[Start of Attachment]

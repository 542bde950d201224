use common::forms::ColumnBuilder;
use common::model::template::ColumnType;
use common::status::LoadState;

pub struct TemplateForm {
    /// `Ready(())` once there is something to edit; a new template is ready at once.
    pub loaded: LoadState<()>,
    pub editing: bool,
    pub name: String,
    pub columns: ColumnBuilder,
    pub column_name: String,
    pub column_type: ColumnType,
    /// Inline message under the column inputs.
    pub column_error: Option<String>,
    /// Inline message above the save button.
    pub form_error: Option<String>,
    pub saving: bool,
}

impl TemplateForm {
    pub fn new(editing: bool) -> Self {
        Self {
            loaded: if editing { LoadState::Loading } else { LoadState::Ready(()) },
            editing,
            name: String::new(),
            columns: ColumnBuilder::new(),
            column_name: String::new(),
            column_type: ColumnType::Text,
            column_error: None,
            form_error: None,
            saving: false,
        }
    }
}
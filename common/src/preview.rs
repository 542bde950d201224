/// Rows shown per page in the data preview.
pub const ROWS_PER_PAGE: usize = 10;

/// Client-side pagination over already fetched preview rows. Pages are 1-based.
#[derive(Debug, Clone, Copy, PartialEq, Eq)]
pub struct Pager {
    total_rows: usize,
    page: usize,
}

impl Pager {
    pub fn new(total_rows: usize) -> Self {
        Self { total_rows, page: 1 }
    }

    pub fn page(&self) -> usize {
        self.page
    }

    pub fn total_pages(&self) -> usize {
        self.total_rows.div_ceil(ROWS_PER_PAGE)
    }

    /// Index range of the rows on the current page.
    pub fn range(&self) -> std::ops::Range<usize> {
        let start = ((self.page - 1) * ROWS_PER_PAGE).min(self.total_rows);
        let end = (start + ROWS_PER_PAGE).min(self.total_rows);
        start..end
    }

    pub fn has_previous(&self) -> bool {
        self.page > 1
    }

    pub fn has_next(&self) -> bool {
        self.page < self.total_pages()
    }

    pub fn previous(&mut self) {
        self.page = self.page.saturating_sub(1).max(1);
    }

    pub fn next(&mut self) {
        self.page = (self.page + 1).min(self.total_pages().max(1));
    }

    /// Whether the page controls are worth showing.
    pub fn is_paged(&self) -> bool {
        self.total_pages() > 1
    }

    pub fn label(&self) -> String {
        format!("Página {} de {}", self.page, self.total_pages().max(1))
    }
}

#[cfg(test)]
mod tests {
    use super::*;

    #[test]
    fn thirty_rows_make_three_pages() {
        let mut pager = Pager::new(30);
        assert_eq!(pager.total_pages(), 3);
        assert_eq!(pager.range(), 0..10);
        assert!(!pager.has_previous());

        pager.next();
        pager.next();
        assert_eq!(pager.range(), 20..30);
        assert!(!pager.has_next());

        pager.next();
        assert_eq!(pager.page(), 3);
        assert_eq!(pager.label(), "Página 3 de 3");
    }

    #[test]
    fn previous_is_clamped_at_one() {
        let mut pager = Pager::new(25);
        pager.previous();
        assert_eq!(pager.page(), 1);
        pager.next();
        pager.next();
        assert_eq!(pager.range(), 20..25);
    }

    #[test]
    fn empty_preview_has_a_single_empty_page() {
        let mut pager = Pager::new(0);
        assert_eq!(pager.total_pages(), 0);
        pager.next();
        assert_eq!(pager.page(), 1);
        assert_eq!(pager.range(), 0..0);
        assert!(!pager.is_paged());
    }
}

[End of Attachment]

▶ **Task requirements**:
If a line above holds the string "usize", return it as it stands.

▶ **Result for this task**:
pub const ROWS_PER_PAGE: usize = 10;
    total_rows: usize,
    page: usize,
    pub fn new(total_rows: usize) -> Self {
    pub fn page(&self) -> usize {
    pub fn total_pages(&self) -> usize {
    pub fn range(&self) -> std::ops::Range<usize> {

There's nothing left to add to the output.